In [6]:
!pip install yfinance statsmodels scikit-learn matplotlib plotly streamlit prophet



In [7]:
import yfinance as yf
import pandas as pd
import numpy as np
from sklearn.cluster import KMeans
from statsmodels.tsa.arima.model import ARIMA
from sklearn.ensemble import IsolationForest
import matplotlib.pyplot as plt
import plotly.express as px
import streamlit as st 
from datetime import datetime, timedelta

In [8]:
PREDEFINED_STOCKS = ['META', 'MSFT', 'GOOGL', 'NVDA', 'TSLA']

def get_user_stock():
    print("Available stocks:", PREDEFINED_STOCKS)
    print("Type 'OTHER' to enter a custom stock ticker\n")

    choice = input("Select stock: ").upper()

    if choice == "OTHER":
        ticker = input("Enter stock ticker (Yahoo Finance format): ").upper()
    elif choice in PREDEFINED_STOCKS:
        ticker = choice
    else:
        raise ValueError("Invalid stock selection")

    return ticker

def get_user_time_range():
    print("\nTime ranges:")
    print("1mo, 3mo, 6mo, 1y, 2y, 5y, max")

    period = input("Select time range: ")
    return period


In [9]:
def fetch_stock_data(ticker, period, interval="1d"):
    """
    Fetches raw stock time-series data dynamically
    """
    df = yf.download(
        tickers=ticker,
        period=period,
        interval=interval,
        auto_adjust=False,
        progress=False
    )

    if df.empty:
        raise ValueError("No data found. Check ticker symbol.")

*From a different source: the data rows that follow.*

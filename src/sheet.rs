use unicode_width::UnicodeWidthChar;

/// One row of a rendered worksheet: a line to trace, or a blank rule row.
#[derive(Clone, Debug, PartialEq, Eq)]
pub enum SheetLine {
    Text(String),
    Blank,
}

/// Group wrapped lines into worksheet rows: each text line is followed by
/// `blank_lines` rule rows, and one extra rule row closes the document.
/// Empty input produces an empty sheet (nothing to practice, nothing to rule).
pub fn build_sheet(lines: &[String], blank_lines: usize) -> Vec<SheetLine> {
    if lines.is_empty() {
        return Vec::new();
    }

    let mut sheet = Vec::with_capacity(lines.len() * (blank_lines + 1) + 1);
    for line in lines {
        sheet.push(SheetLine::Text(line.clone()));
        for _ in 0..blank_lines {
            sheet.push(SheetLine::Blank);
        }
    }
    sheet.push(SheetLine::Blank);
    sheet
}

/// Plain-text rendering: blank rows become empty lines.
pub fn sheet_to_text(sheet: &[SheetLine]) -> String {
    let rows: Vec<&str> = sheet
        .iter()
        .map(|row| match row {
            SheetLine::Text(line) => line.as_str(),
            SheetLine::Blank => "",
        })
        .collect();
    rows.join("\n")
}

pub fn display_width(s: &str) -> usize {
    s.chars()
        .map(|c| UnicodeWidthChar::width(c).unwrap_or(0))
        .sum()
}

/// Longest prefix of `s` that fits in `width_cols` display columns.
pub fn truncate_columns(s: &str, width_cols: usize) -> &str {
    let mut used = 0usize;
    for (i, c) in s.char_indices() {
        let w = UnicodeWidthChar::width(c).unwrap_or(0);
        if used + w > width_cols {
            return &s[..i];
        }
        used += w;
    }
    s
}

#[cfg(test)]
mod tests {
    use super::*;

    fn lines(texts: &[&str]) -> Vec<String> {
        texts.iter().map(|s| s.to_string()).collect()
    }

    #[test]
    fn test_sheet_interleaves_blank_rows() {
        let sheet = build_sheet(&lines(&["alpha", "beta"]), 2);
        assert_eq!(
            sheet,
            vec![
                SheetLine::Text("alpha".into()),
                SheetLine::Blank,
                SheetLine::Blank,
                SheetLine::Text("beta".into()),
                SheetLine::Blank,
                SheetLine::Blank,
                SheetLine::Blank, // closing rule row
            ]
        );
    }

    #[test]
    fn test_zero_blank_lines_still_closes_the_sheet() {
        let sheet = build_sheet(&lines(&["alpha"]), 0);
        assert_eq!(
            sheet,
            vec![SheetLine::Text("alpha".into()), SheetLine::Blank]
        );
    }

    #[test]
    fn test_empty_input_produces_empty_sheet() {
        assert!(build_sheet(&[], 3).is_empty());
    }

    #[test]
    fn test_sheet_to_text() {
        let sheet = build_sheet(&lines(&["one", "two"]), 1);
        assert_eq!(sheet_to_text(&sheet), "one\n\ntwo\n\n");
    }

    #[test]
    fn test_truncate_columns_respects_wide_chars() {
        assert_eq!(truncate_columns("abcdef", 3), "abc");
        assert_eq!(truncate_columns("ab", 10), "ab");
        // A fullwidth char is two columns and never split in half.
        assert_eq!(truncate_columns("a漢b", 2), "a");
        assert_eq!(truncate_columns("a漢b", 3), "a漢");
    }

    #[test]
    fn test_display_width() {
        assert_eq!(display_width("abc"), 3);
        assert_eq!(display_width("漢字"), 4);
        assert_eq!(display_width(""), 0);
    }
}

    df.reset_index(inplace=True)
    df['Ticker'] = ticker

    return df


In [10]:
def clean_time_index(df):
    df['Date'] = pd.to_datetime(df['Date'])
    df = df.sort_values('Date')
    df = df.drop_duplicates(subset=['Date'])
    df = df.reset_index(drop=True)
    return df


In [11]:
def basic_preprocessing(df):
    # Drop rows with missing core values
    df = df.dropna(subset=['Open', 'High', 'Low', 'Close', 'Volume'])

    # Ensure numeric
    numeric_cols = ['Open', 'High', 'Low', 'Close', 'Volume']
    df[numeric_cols] = df[numeric_cols].astype(float)

    return df


In [12]:
def create_time_series_features(df):
    # Returns
    df['Return'] = df['Close'].pct_change()

    # Moving averages
    df['MA_7'] = df['Close'].rolling(7).mean()
    df['MA_14'] = df['Close'].rolling(14).mean()
    df['MA_30'] = df['Close'].rolling(30).mean()

    # Volatility
    df['Volatility_14'] = df['Return'].rolling(14).std()
    df['Volatility_30'] = df['Return'].rolling(30).std()

    # Momentum
    df['Momentum_7'] = df['Close'] - df['Close'].shift(7)
    df['Momentum_14'] = df['Close'] - df['Close'].shift(14)

    return df


In [13]:
def extract_time_features(df):
    df['Day'] = df['Date'].dt.day
    df['Week'] = df['Date'].dt.isocalendar().week.astype(int)
    df['Month'] = df['Date'].dt.month
    df['Year'] = df['Date'].dt.year
    df['DayOfWeek'] = df['Date'].dt.dayofweek
    return df


In [14]:
def prepare_ml_dataset(ticker, period):
    df = fetch_stock_data(ticker, period)
    df = clean_time_index(df)
    df = basic_preprocessing(df)
    df = create_time_series_features(df)
    df = extract_time_features(df)

    # Drop NaNs created by rolling windows
    df = df.dropna().reset_index(drop=True)

    return df


In [15]:
ticker = get_user_stock()
period = get_user_time_range()

data = prepare_ml_dataset(ticker, period)

print("\nFinal dataset shape:", data.shape)
data.head()



Available stocks: ['META', 'MSFT', 'GOOGL', 'NVDA', 'TSLA']
Type 'OTHER' to enter a custom stock ticker



ValueError: Invalid stock selection